(Saved data entries)

[Start of Attachment]

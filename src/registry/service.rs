//! Type-inferred lazy registration.
//!
//! A `Service` knows how to build itself from a scope, and registers under
//! its own type token. This is sugar over `Registry::set_lazy`; resolution
//! treats it like any other lazy token.

use std::any::Any;
use std::sync::Arc;

use crate::error::{BoxError, DiResult};
use crate::registry::Registry;
use crate::scope::Scope;
use crate::token::Token;

/// A type that can construct itself from a scope.
///
/// # Examples
///
/// ```rust
/// use keyed_di::{BoxError, Registry, Scope, Service};
///
/// struct Config {
///     url: String,
/// }
///
/// struct Repository {
///     url: String,
/// }
///
/// impl Service for Repository {
///     fn create(scope: &Scope) -> Result<Self, BoxError> {
///         let config = scope.get("config")?.ok_or("config missing")?;
///         let config = config.ready_as::<Config>().ok_or("config has the wrong type")?;
///         Ok(Repository { url: config.url.clone() })
///     }
/// }
///
/// # async fn example() -> Result<(), keyed_di::DiError> {
/// let mut registry = Registry::new();
/// registry
///     .set("config", Config { url: "postgres://localhost".into() })?
///     .add_service::<Repository>()?;
///
/// let scope = registry.build();
/// let repo = scope.resolve_service::<Repository>().await?;
/// assert_eq!(repo.url, "postgres://localhost");
/// # Ok(())
/// # }
/// ```
pub trait Service: Any + Send + Sync + Sized {
    /// Builds the service; called at most once per root scope.
    fn create(scope: &Scope) -> Result<Self, BoxError>;
}

impl Registry {
    /// Registers `T` as a lazy service under `Token::of::<T>()`.
    pub fn add_service<T: Service>(&mut self) -> DiResult<&mut Self> {
        self.set_lazy(Token::of::<T>(), T::create)
    }
}

impl Scope {
    /// Resolves a service registered with [`Registry::add_service`].
    pub async fn resolve_service<T: Service>(&self) -> DiResult<Arc<T>> {
        self.resolve::<T>(Token::of::<T>()).await
    }
}
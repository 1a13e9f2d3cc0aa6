//! Error types for the dependency resolution container.

use std::error::Error as StdError;
use std::sync::Arc;

use crate::token::Token;

/// Boxed error returned by user factories.
pub type BoxError = Box<dyn StdError + Send + Sync>;

/// Dependency resolution errors
///
/// Registration errors (`InvalidToken`, `InvalidFactory`) are raised
/// synchronously by the registration call and leave the registry untouched.
/// Factory errors are never swallowed: they come back as `ResolutionFailure`
/// carrying the failing token and the original error as its source.
///
/// # Examples
///
/// ```rust
/// use keyed_di::{DiError, Registry};
/// use std::error::Error;
///
/// let mut registry = Registry::new();
/// assert!(matches!(registry.set("", 1u8), Err(DiError::InvalidToken(_))));
///
/// registry.set_transient("flaky", |_| -> Result<u8, _> { Err("backend down".into()) })?;
/// let scope = registry.build();
///
/// match scope.get("flaky") {
///     Err(DiError::ResolutionFailure { token, cause }) => {
///         assert_eq!(token.to_string(), "flaky");
///         assert_eq!(cause.to_string(), "backend down");
///     }
///     _ => unreachable!(),
/// }
///
/// let err = scope.get("flaky").unwrap_err();
/// assert_eq!(err.to_string(), "Failed to resolve flaky: backend down");
/// assert!(err.source().is_some());
/// # Ok::<(), DiError>(())
/// ```
#[derive(Debug, Clone, thiserror::Error)]
pub enum DiError {
    /// Registration with an unusable token
    #[error("Invalid token: {0}")]
    InvalidToken(&'static str),
    /// Registration source does not match the lifetime
    #[error("Invalid factory for {token}: {reason}")]
    InvalidFactory {
        /// Token being registered
        token: Token,
        /// What was wrong with the source
        reason: &'static str,
    },
    /// A factory failed, synchronously or through its future
    #[error("Failed to resolve {token}: {cause}")]
    ResolutionFailure {
        /// Token whose factory failed
        token: Token,
        /// The factory's own error
        #[source]
        cause: Arc<dyn StdError + Send + Sync>,
    },
    /// Service not registered
    #[error("Service not found: {0}")]
    NotFound(Token),
    /// Type downcast failed
    #[error("Type mismatch for: {0}")]
    TypeMismatch(&'static str),
    /// A value was read synchronously while its factory is still in flight
    #[error("Service not ready: {0}")]
    NotReady(Token),
    /// Circular dependency detected (includes path)
    #[error("Circular dependency: {}", join_path(.0))]
    Circular(Vec<Token>),
    /// Maximum recursion depth exceeded
    #[error("Max depth {0} exceeded")]
    DepthExceeded(usize),
    /// Argument index past the end of a dependency manifest
    #[error("Argument index {index} out of range for {len} dependencies")]
    ArgumentOutOfRange {
        /// Requested position
        index: usize,
        /// Manifest length
        len: usize,
    },
}

fn join_path(path: &[Token]) -> String {
    path.iter()
        .map(ToString::to_string)
        .collect::<Vec<_>>()
        .join(" -> ")
}

impl DiError {
    pub(crate) fn resolution(token: Token, cause: BoxError) -> Self {
        DiError::ResolutionFailure {
            token,
            cause: Arc::from(cause),
        }
    }

    /// Token the error is about, if any.
    pub fn token(&self) -> Option<&Token> {
        match self {
            DiError::InvalidFactory { token, .. }
            | DiError::ResolutionFailure { token, .. }
            | DiError::NotFound(token)
            | DiError::NotReady(token) => Some(token),
            DiError::Circular(path) => path.last(),
            DiError::InvalidToken(_)
            | DiError::TypeMismatch(_)
            | DiError::DepthExceeded(_)
            | DiError::ArgumentOutOfRange { .. } => None,
        }
    }

    /// Walks nested `ResolutionFailure` causes down to the innermost error.
    ///
    /// Factories that resolve other tokens wrap their dependencies' failures,
    /// so a failure three levels deep surfaces as three nested
    /// `ResolutionFailure`s. This returns the error at the bottom of that
    /// chain, which may be another `DiError` such as `Circular`.
    pub fn root_cause(&self) -> &(dyn StdError + Send + Sync + 'static) {
        let mut current: &(dyn StdError + Send + Sync + 'static) = self;
        while let Some(DiError::ResolutionFailure { cause, .. }) = current.downcast_ref::<DiError>() {
            current = cause.as_ref();
        }
        current
    }
}

/// Result type for DI operations
pub type DiResult<T> = Result<T, DiError>;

[End of Attachment]

Make an exact copy of the records.

filename src/registry/service.rs
//! Type-inferred lazy registration.
//!
//! A `Service` knows how to build itself from a scope, and registers under
//! its own type token. This is sugar over `Registry::set_lazy`; resolution
//! treats it like any other lazy token.

use std::any::Any;
use std::sync::Arc;

use crate::error::{BoxError, DiResult};
use crate::registry::Registry;
use crate::scope::Scope;
use crate::token::Token;

/// A type that can construct itself from a scope.
///
/// # Examples
///
/// ```rust
/// use keyed_di::{BoxError, Registry, Scope, Service};
///
/// struct Config {
///     url: String,
/// }
///
/// struct Repository {
///     url: String,
/// }
///
/// impl Service for Repository {
///     fn create(scope: &Scope) -> Result<Self, BoxError> {
///         let config = scope.get("config")?.ok_or("config missing")?;
///         let config = config.ready_as::<Config>().ok_or("config has the wrong type")?;
///         Ok(Repository { url: config.url.clone() })
///     }
/// }
///
/// # async fn example() -> Result<(), keyed_di::DiError> {
/// let mut registry = Registry::new();
/// registry
///     .set("config", Config { url: "postgres://localhost".into() })?
///     .add_service::<Repository>()?;
///
/// let scope = registry.build();
/// let repo = scope.resolve_service::<Repository>().await?;
/// assert_eq!(repo.url, "postgres://localhost");
/// # Ok(())
/// # }
/// ```
pub trait Service: Any + Send + Sync + Sized {
    /// Builds the service; called at most once per root scope.
    fn create(scope: &Scope) -> Result<Self, BoxError>;
}

impl Registry {
    /// Registers `T` as a lazy service under `Token::of::<T>()`.
    pub fn add_service<T: Service>(&mut self) -> DiResult<&mut Self> {
        self.set_lazy(Token::of::<T>(), T::create)
    }
}

impl Scope {
    /// Resolves a service registered with [`Registry::add_service`].
    pub async fn resolve_service<T: Service>(&self) -> DiResult<Arc<T>> {
        self.resolve::<T>(Token::of::<T>()).await
    }
}
repository 1a13e9f2d3cc0aa6
//! Error types for the dependency resolution container.

use std::error::Error as StdError;
use std::sync::Arc;

use crate::token::Token;

/// Boxed error returned by user factories.
pub type BoxError = Box<dyn StdError + Send + Sync>;

/// Dependency resolution errors
///
/// Registration errors (`InvalidToken`, `InvalidFactory`) are raised
/// synchronously by the registration call and leave the registry untouched.
/// Factory errors are never swallowed: they come back as `ResolutionFailure`
/// carrying the failing token and the original error as its source.
///
/// # Examples
///
/// ```rust
/// use keyed_di::{DiError, Registry};
/// use std::error::Error;
///
/// let mut registry = Registry::new();
/// assert!(matches!(registry.set("", 1u8), Err(DiError::InvalidToken(_))));
///
/// registry.set_transient("flaky", |_| -> Result<u8, _> { Err("backend down".into()) })?;
/// let scope = registry.build();
///
/// match scope.get("flaky") {
///     Err(DiError::ResolutionFailure { token, cause }) => {
///         assert_eq!(token.to_string(), "flaky");
///         assert_eq!(cause.to_string(), "backend down");
///     }
///     _ => unreachable!(),
/// }
///
/// let err = scope.get("flaky").unwrap_err();
/// assert_eq!(err.to_string(), "Failed to resolve flaky: backend down");
/// assert!(err.source().is_some());
/// # Ok::<(), DiError>(())
/// ```
#[derive(Debug, Clone, thiserror::Error)]
pub enum DiError {
    /// Registration with an unusable token
    #[error("Invalid token: {0}")]
    InvalidToken(&'static str),
    /// Registration source does not match the lifetime
    #[error("Invalid factory for {token}: {reason}")]
    InvalidFactory {
        /// Token being registered
        token: Token,
        /// What was wrong with the source
        reason: &'static str,
    },
    /// A factory failed, synchronously or through its future
    #[error("Failed to resolve {token}: {cause}")]
    ResolutionFailure {
        /// Token whose factory failed
        token: Token,
        /// The factory's own error
        #[source]
        cause: Arc<dyn StdError + Send + Sync>,
    },
    /// Service not registered
    #[error("Service not found: {0}")]
    NotFound(Token),
    /// Type downcast failed
    #[error("Type mismatch for: {0}")]
    TypeMismatch(&'static str),
    /// A value was read synchronously while its factory is still in flight
    #[error("Service not ready: {0}")]
    NotReady(Token),
    /// Circular dependency detected (includes path)
    #[error("Circular dependency: {}", join_path(.0))]
    Circular(Vec<Token>),
    /// Maximum recursion depth exceeded
    #[error("Max depth {0} exceeded")]
    DepthExceeded(usize),
    /// Argument index past the end of a dependency manifest
    #[error("Argument index {index} out of range for {len} dependencies")]
    ArgumentOutOfRange {
        /// Requested position
        index: usize,
        /// Manifest length
        len: usize,
    },
}

fn join_path(path: &[Token]) -> String {
    path.iter()
        .map(ToString::to_string)
        .collect::<Vec<_>>()
        .join(" -> ")
}

impl DiError {
    pub(crate) fn resolution(token: Token, cause: BoxError) -> Self {
        DiError::ResolutionFailure {
            token,
            cause: Arc::from(cause),
        }
    }

    /// Token the error is about, if any.
    pub fn token(&self) -> Option<&Token> {
        match self {
            DiError::InvalidFactory { token, .. }
            | DiError::ResolutionFailure { token, .. }
            | DiError::NotFound(token)
            | DiError::NotReady(token) => Some(token),
            DiError::Circular(path) => path.last(),
            DiError::InvalidToken(_)
            | DiError::TypeMismatch(_)
            | DiError::DepthExceeded(_)
            | DiError::ArgumentOutOfRange { .. } => None,
        }
    }

    /// Walks nested `ResolutionFailure` causes down to the innermost error.
    ///
    /// Factories that resolve other tokens wrap their dependencies' failures,
    /// so a failure three levels deep surfaces as three nested
    /// `ResolutionFailure`s. This returns the error at the bottom of that
    /// chain, which may be another `DiError` such as `Circular`.
    pub fn root_cause(&self) -> &(dyn StdError + Send + Sync + 'static) {
        let mut current: &(dyn StdError + Send + Sync + 'static) = self;
        while let Some(DiError::ResolutionFailure { cause, .. }) = current.downcast_ref::<DiError>() {
            current = cause.as_ref();
        }
        current
    }
}

/// Result type for DI operations
pub type DiResult<T> = Result<T, DiError>;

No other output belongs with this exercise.